Новости Golunoid.ru






Уважаемые друзья!
Проекту нужна Ваша помощь и Вы можете нам помочь!


Мы очень надеемся на Вашу помощь и поддержку! Всем спасибо, кто уже помогает нам на Boosty и готов помогать развивать проект!

Всем, кто поможет нашему проекту, будет предоставлен доступ к эксклюзивному контенту, а также выслано приглашение в закрытый чат рекомендаций.

ThemesAll

Реакция читателя

Space
2022-12-07 09:39:57

Digital archive on the moon will become the most reliable cloud data storage

Цифровой архив на Луне станет самым надежным облачным хранилищем данных

The Artemis programme has considered the possibility of creating a digital archive of humanity's accumulated information on the Moon. A lunar archive would have many advantages over terrestrial ones.

With the advent of the third decade of the 21st century, the world has become a tumultuous and unpredictable place.

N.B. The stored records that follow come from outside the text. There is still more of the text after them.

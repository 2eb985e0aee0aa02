//! The H-matrix data type: a node that is exactly one of {dense, low-rank,
//! hierarchical} (§3.1).

use std::rc::Rc;

use crate::cluster::Cluster;
use crate::dense::DMat;
use crate::error::{HMatError, Result};

/// The variant-specific payload of an H-matrix node. Exactly one variant is
/// ever live for a given node — modeled as a sum type rather than a
/// bag of optional fields with boolean flags.
#[derive(Debug, Clone)]
pub enum Block {
    /// An exact dense block. Once the owning node has been LU-factored in
    /// place by [`crate::lu::lu`], `c` holds the packed `L`/`U` factors
    /// rather than the original entries, and the node's `perm` is `Some`.
    Dense { c: DMat },
    /// The outer product `A . B^T`, rank at most `A.ncols() == B.ncols()`.
    /// Rank 0 is legal and denotes the zero matrix.
    LowRank { a: DMat, b: DMat },
    /// A 2x2 block partition. `children[i][j]` is the `(i, j)` sub-block.
    Hierarchical {
        children: [[Box<HMatrix>; 2]; 2],
    },
}

/// A node of the hierarchical-matrix tree.
///
/// The row permutation `perm` is a property of the node, not of a
/// particular variant: both a dense leaf and a hierarchical node can be
/// LU-factored (§3.2), and the composed permutation of a hierarchical node
/// is `[P11 ; P22 + m1]`.
#[derive(Debug, Clone)]
pub struct HMatrix {
    m: usize,
    n: usize,
    row_cluster: Rc<Cluster>,
    col_cluster: Rc<Cluster>,
    block: Block,
    perm: Option<Vec<usize>>,
}

impl HMatrix {
    /// Wraps a dense block over the given row/column clusters.
    pub fn from_dense(c: DMat, row_cluster: Rc<Cluster>, col_cluster: Rc<Cluster>) -> Self {
        let (m, n) = (c.nrows(), c.ncols());
        Self {
            m,
            n,
            row_cluster,
            col_cluster,
            block: Block::Dense { c },
            perm: None,
        }
    }

    /// Wraps a low-rank block `A . B^T` over the given clusters. `A` and `B`
    /// must carry the same number of columns (the rank).
    pub fn from_low_rank(
        a: DMat,
        b: DMat,
        row_cluster: Rc<Cluster>,
        col_cluster: Rc<Cluster>,
    ) -> Result<Self> {
        if a.ncols() != b.ncols() {
            return Err(HMatError::ShapeMismatch(format!(
                "low-rank factors have mismatched rank: A has {} cols, B has {}",
                a.ncols(),
                b.ncols()
            )));
        }
        let (m, n) = (a.nrows(), b.nrows());
        Ok(Self {
            m,
            n,
            row_cluster,
            col_cluster,
            block: Block::LowRank { a, b },
            perm: None,
        })
    }

    /// Builds a hierarchical node from its four children, checking that row
    /// and column splits are consistent (§3.2).
    pub fn from_children(
        children: [[Box<HMatrix>; 2]; 2],
        row_cluster: Rc<Cluster>,
        col_cluster: Rc<Cluster>,
    ) -> Result<Self> {
        let m1 = children[0][0].m;
        let m2 = children[1][0].m;
        let n1 = children[0][0].n;
        let n2 = children[0][1].n;

        if children[0][1].m != m1 || children[1][1].m != m2 {
            return Err(HMatError::InvariantViolation(
                "row splits of hierarchical children don't match across columns".into(),
            ));
        }
        if children[1][0].n != n1 || children[1][1].n != n2 {
            return Err(HMatError::InvariantViolation(
                "column splits of hierarchical children don't match across rows".into(),
            ));
        }

        Ok(Self {
            m: m1 + m2,
            n: n1 + n2,
            row_cluster,
            col_cluster,
            block: Block::Hierarchical { children },
            perm: None,
        })
    }

    /// `(m, n)` shape of the block this node represents.
    pub fn shape(&self) -> (usize, usize) {
        (self.m, self.n)
    }

    /// Row cluster identifying this node's row index range.
    pub fn row_cluster(&self) -> &Rc<Cluster> {
        &self.row_cluster
    }

    /// Column cluster identifying this node's column index range.
    pub fn col_cluster(&self) -> &Rc<Cluster> {
        &self.col_cluster
    }

    /// Read-only access to the variant payload.
    pub fn block(&self) -> &Block {
        &self.block
    }

    /// Mutable access to the variant payload, for in-place algorithms.
    pub fn block_mut(&mut self) -> &mut Block {
        &mut self.block
    }

    /// Replaces the variant payload wholesale (used by conversions and by
    /// algorithms that reshape a node in place, e.g. rank truncation after
    /// addition).
    pub fn set_block(&mut self, block: Block) {
        self.block = block;
    }

    /// True if this node has been LU-factored (dense leaf or hierarchical).
    pub fn is_factorized(&self) -> bool {
        self.perm.is_some()
    }

    /// The row permutation of an LU-factored node, if any: `P` itself for a
    /// dense leaf, or the composition `[P11 ; P22 + m1]` for a hierarchical
    /// node (§3.2).
    pub fn permutation(&self) -> Option<&[usize]> {
        self.perm.as_deref()
    }

    /// Records the row permutation produced by [`crate::lu::lu`].
    pub fn set_permutation(&mut self, p: Vec<usize>) {
        self.perm = Some(p);
    }

    /// Clears any recorded permutation, e.g. when a node's variant is
    /// replaced wholesale by [`crate::convert::collapse_to_dense`].
    pub fn clear_permutation(&mut self) {
        self.perm = None;
    }

    /// Summary statistics over the block tree: `(dense_count, lowrank_count,
    /// depth, compression_ratio)` (§6.3 `info`).
    pub fn info(&self) -> HMatInfo {
        let mut dense_count = 0usize;
        let mut lowrank_count = 0usize;
        let mut stored = 0usize;
        let depth = self.info_recurse(&mut dense_count, &mut lowrank_count, &mut stored);
        let total = (self.m * self.n).max(1);
        HMatInfo {
            dense_count,
            lowrank_count,
            depth,
            compression_ratio: stored as f64 / total as f64,
        }
    }

    fn info_recurse(&self, dense: &mut usize, lowrank: &mut usize, stored: &mut usize) -> usize {
        match &self.block {
            Block::Dense { c, .. } => {
                *dense += 1;
                *stored += c.nrows() * c.ncols();
                1
            }
            Block::LowRank { a, b } => {
                *lowrank += 1;
                *stored += a.ncols() * (a.nrows() + b.nrows());
                1
            }
            Block::Hierarchical { children } => {
                let mut max_child_depth = 0;
                for row in children {
                    for child in row {
                        max_child_depth =
                            max_child_depth.max(child.info_recurse(dense, lowrank, stored));
                    }
                }
                1 + max_child_depth
            }
        }
    }
}

/// Summary statistics returned by [`HMatrix::info`].
#[derive(Debug, Clone, Copy, PartialEq)]
pub struct HMatInfo {
    /// Number of dense leaves in the block tree.
    pub dense_count: usize,
    /// Number of low-rank leaves in the block tree.
    pub lowrank_count: usize,
    /// Depth of the block tree (a single leaf has depth 1).
    pub depth: usize,
    /// Ratio of stored entries to `m * n` dense entries.
    pub compression_ratio: f64,
}

#[cfg(test)]
mod tests {
    use super::*;
    use crate::cluster::Cluster;

    #[test]
    fn dense_leaf_info() {
        let row = Cluster::leaf(0..4);
        let col = Cluster::leaf(0..4);
        let h = HMatrix::from_dense(DMat::identity(4), row, col);
        let info = h.info();
        assert_eq!(info.dense_count, 1);
        assert_eq!(info.lowrank_count, 0);
        assert_eq!(info.depth, 1);
        assert!((info.compression_ratio - 1.0).abs() < 1e-12);
    }

    #[test]
    fn mismatched_low_rank_factors_rejected() {
        let row = Cluster::leaf(0..4);
        let col = Cluster::leaf(0..4);
        let a = DMat::zeros(4, 2);
        let b = DMat::zeros(4, 3);
        assert!(HMatrix::from_low_rank(a, b, row, col).is_err());
    }
}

First, the coronavirus pandemic "migrated" us into virtual spaces, but now they themselves - together with the "real world" - have become the scene of geopolitical confrontation.

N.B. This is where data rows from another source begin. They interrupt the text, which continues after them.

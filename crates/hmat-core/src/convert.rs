//! Format conversion: materializing an H-matrix into a dense matrix, and
//! collapsing a node's variant in place (§3.3, §6.3).

use crate::dense::{self, DMat};
use crate::node::{Block, HMatrix};

/// Materializes `h` into a dense matrix without mutating `h`.
pub fn to_dense(h: &HMatrix) -> DMat {
    match h.block() {
        // `c` already holds whatever this leaf currently carries — plain
        // entries, or, once factored, packed L (strictly below the
        // diagonal) / U (on and above). The permutation is tracked
        // separately via `h.permutation()` and is not undone here.
        Block::Dense { c } => c.clone(),
        Block::LowRank { a, b } => {
            if a.ncols() == 0 {
                DMat::zeros(a.nrows(), b.nrows())
            } else {
                let mut out = DMat::zeros(a.nrows(), b.nrows());
                dense::gemm(1.0, a, &b.transposed(), 0.0, &mut out);
                out
            }
        }
        Block::Hierarchical { children } => {
            let (m, n) = h.shape();
            let top = dense_hstack(&to_dense(&children[0][0]), &to_dense(&children[0][1]));
            let bottom = dense_hstack(&to_dense(&children[1][0]), &to_dense(&children[1][1]));
            let mut out = DMat::zeros(m, n);
            copy_block(&mut out, &top, 0, 0);
            copy_block(&mut out, &bottom, top.nrows(), 0);
            out
        }
    }
}

/// Collapses `h` in place into a dense leaf, discarding its previous
/// variant (§3.3's `to_dense!`).
pub fn collapse_to_dense(h: &mut HMatrix) {
    let dense = to_dense(h);
    h.set_block(Block::Dense { c: dense });
    h.clear_permutation();
}

impl HMatrix {
    /// Materializes this H-matrix into a dense matrix. See [`to_dense`].
    pub fn to_dense(&self) -> DMat {
        to_dense(self)
    }
}

fn dense_hstack(left: &DMat, right: &DMat) -> DMat {
    left.hstack(right)
}

fn copy_block(dst: &mut DMat, src: &DMat, row0: usize, col0: usize) {
    for i in 0..src.nrows() {
        for j in 0..src.ncols() {
            dst.set(row0 + i, col0 + j, src.get(i, j));
        }
    }
}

Many people and companies store their data - photos, videos and documents - in the cloud, but now wonder how to keep it safe when 'nothing lasts forever' on the internet. Cyberattacks, physical damage, plots by IT corporations, actions by governments seeking to protect their own sectors of the Internet - each of these can render data on remote servers inaccessible, or even destroy it altogether.

Scientists led by Carson Ezell of Harvard University have proposed a radical solution to protect data from all earthly vicissitudes: create a digital archive on the moon. Their idea is publicly available at arXiv.org, and its implementation would have many advantages over existing archives on Earth.

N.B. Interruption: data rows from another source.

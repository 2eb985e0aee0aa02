//! Solve against a factorized H-matrix: `solve(h, y)` returns `x` such that
//! `H . x = y`, given `h` has already been factorized in place by
//! [`crate::lu::lu`] (§4.7).

use crate::dense::DMat;
use crate::error::{HMatError, Result};
use crate::node::{Block, HMatrix};

/// Solves `H . x = y` given a factorized `h`, returning a fresh `x`.
///
/// Applies `h`'s row permutation to `y`, forward-substitutes against the
/// unit-lower factor, then back-substitutes against the upper factor.
pub fn solve(h: &HMatrix, y: &[f64]) -> Result<Vec<f64>> {
    let p = h.permutation().ok_or_else(|| {
        HMatError::VariantPrecondition("solve requires an LU-factorized h".into())
    })?;
    if y.len() != p.len() {
        return Err(HMatError::ShapeMismatch(format!(
            "solve: h is {}x{}, y has length {}",
            h.shape().0,
            h.shape().1,
            y.len()
        )));
    }

    let mut z: Vec<f64> = p.iter().map(|&pi| y[pi]).collect();
    forward_subst(h, &mut z)?;
    backward_subst(h, &mut z)?;
    Ok(z)
}

/// Solves `L . x = z` in place, `L` the unit lower-triangular factor implied
/// by `h`'s packed dense leaves and the off-diagonal blocks left behind by
/// [`crate::lu::lu`].
fn forward_subst(h: &HMatrix, z: &mut [f64]) -> Result<()> {
    match h.block() {
        Block::Dense { c } => {
            solve_vec(c, z, true, true);
            Ok(())
        }
        Block::LowRank { .. } => Err(HMatError::VariantPrecondition(
            "forward substitution requires a non-low-rank diagonal block".into(),
        )),
        Block::Hierarchical { children } => {
            let m1 = children[0][0].shape().0;
            let (z1, z2) = z.split_at_mut(m1);
            forward_subst(&children[0][0], z1)?;
            children[1][0].matvec_into(z2, z1, -1.0);
            forward_subst(&children[1][1], z2)
        }
    }
}

/// Solves `U . x = z` in place, `U` the upper-triangular factor.
fn backward_subst(h: &HMatrix, z: &mut [f64]) -> Result<()> {
    match h.block() {
        Block::Dense { c } => {
            solve_vec(c, z, false, false);
            Ok(())
        }
        Block::LowRank { .. } => Err(HMatError::VariantPrecondition(
            "back substitution requires a non-low-rank diagonal block".into(),
        )),
        Block::Hierarchical { children } => {
            let m1 = children[0][0].shape().0;
            let (z1, z2) = z.split_at_mut(m1);
            backward_subst(&children[1][1], z2)?;
            children[0][1].matvec_into(z1, z2, -1.0);
            backward_subst(&children[0][0], z1)
        }
    }
}

/// Triangular-solves a single column vector by lifting it into a `DMat` and
/// calling back into the dense kernel adapter.
fn solve_vec(c: &DMat, z: &mut [f64], lower: bool, unit_diag: bool) {
    let mut rhs = DMat::from_fn(z.len(), 1, |i, _| z[i]);
    crate::dense::trtrs(lower, unit_diag, c, &mut rhs);
    for (i, slot) in z.iter_mut().enumerate() {
        *slot = rhs.get(i, 0);
    }
}

impl HMatrix {
    /// Solves `H . x = y` against this LU-factorized matrix. See [`solve`].
    pub fn solve(&self, y: &[f64]) -> Result<Vec<f64>> {
        solve(self, y)
    }
}

#[cfg(test)]
mod tests {
    use super::*;
    use crate::cluster::Cluster;
    use crate::config::Tolerance;
    use crate::lu::lu;

    #[test]
    fn dense_identity_solve_is_identity() {
        let row = Cluster::leaf(0..3);
        let col = Cluster::leaf(0..3);
        let mut h = HMatrix::from_dense(DMat::identity(3), row, col);
        lu(&mut h, Tolerance::default()).unwrap();
        let y = vec![1.0, 2.0, 3.0];
        let x = solve(&h, &y).unwrap();
        for i in 0..3 {
            assert!((x[i] - y[i]).abs() < 1e-10);
        }
    }

    #[test]
    fn two_level_identity_solve_is_identity() {
        let row = Cluster::new_balanced(0, 4, 2);
        let col = Cluster::new_balanced(0, 4, 2);
        let row00 = Cluster::leaf(0..2);
        let row11 = Cluster::leaf(2..4);
        let col00 = Cluster::leaf(0..2);
        let col11 = Cluster::leaf(2..4);

        let d00 = HMatrix::from_dense(DMat::identity(2), row00.clone(), col00.clone());
        let d01 =
            HMatrix::from_low_rank(DMat::zeros(2, 1), DMat::zeros(2, 1), row00, col11.clone())
                .unwrap();
        let d10 =
            HMatrix::from_low_rank(DMat::zeros(2, 1), DMat::zeros(2, 1), row11.clone(), col00)
                .unwrap();
        let d11 = HMatrix::from_dense(DMat::identity(2), row11, col11);

        let mut h = HMatrix::from_children(
            [[Box::new(d00), Box::new(d01)], [Box::new(d10), Box::new(d11)]],
            row,
            col,
        )
        .unwrap();

        lu(&mut h, Tolerance::default()).unwrap();
        let y = vec![1.0, 2.0, 3.0, 4.0];
        let x = solve(&h, &y).unwrap();
        for i in 0..4 {
            assert!((x[i] - y[i]).abs() < 1e-10);
        }
    }

    #[test]
    fn solve_before_lu_is_rejected() {
        let row = Cluster::leaf(0..2);
        let col = Cluster::leaf(0..2);
        let h = HMatrix::from_dense(DMat::identity(2), row, col);
        assert!(solve(&h, &[1.0, 2.0]).is_err());
    }
}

Access to a digital lunar archive is, oddly enough, technically capable of being much easier than access to terrestrial ones. The path from the user to any global, terrestrial data repository would inevitably traverse thousands of kilometres of fibre and wire, dozens of relay devices and multiple national boundaries. No matter how reliable the archive itself is, any break in the chain would render it inaccessible.

In contrast, the lunar repository can be contacted directly by laser. Such communication is a true p2p connection: just a receiver and a transmitter, nothing else. Its speed can be very high: the laser transponder on board the LADEE research mission has demonstrated a bandwidth of 20 megabits per second with a beam power of 500 milliwatts.

At any given time, the Moon is directly visible from half the Earth's surface (at least from a balloon above the clouds), and everywhere but the polar regions, it is above the horizon at least once every 25 hours.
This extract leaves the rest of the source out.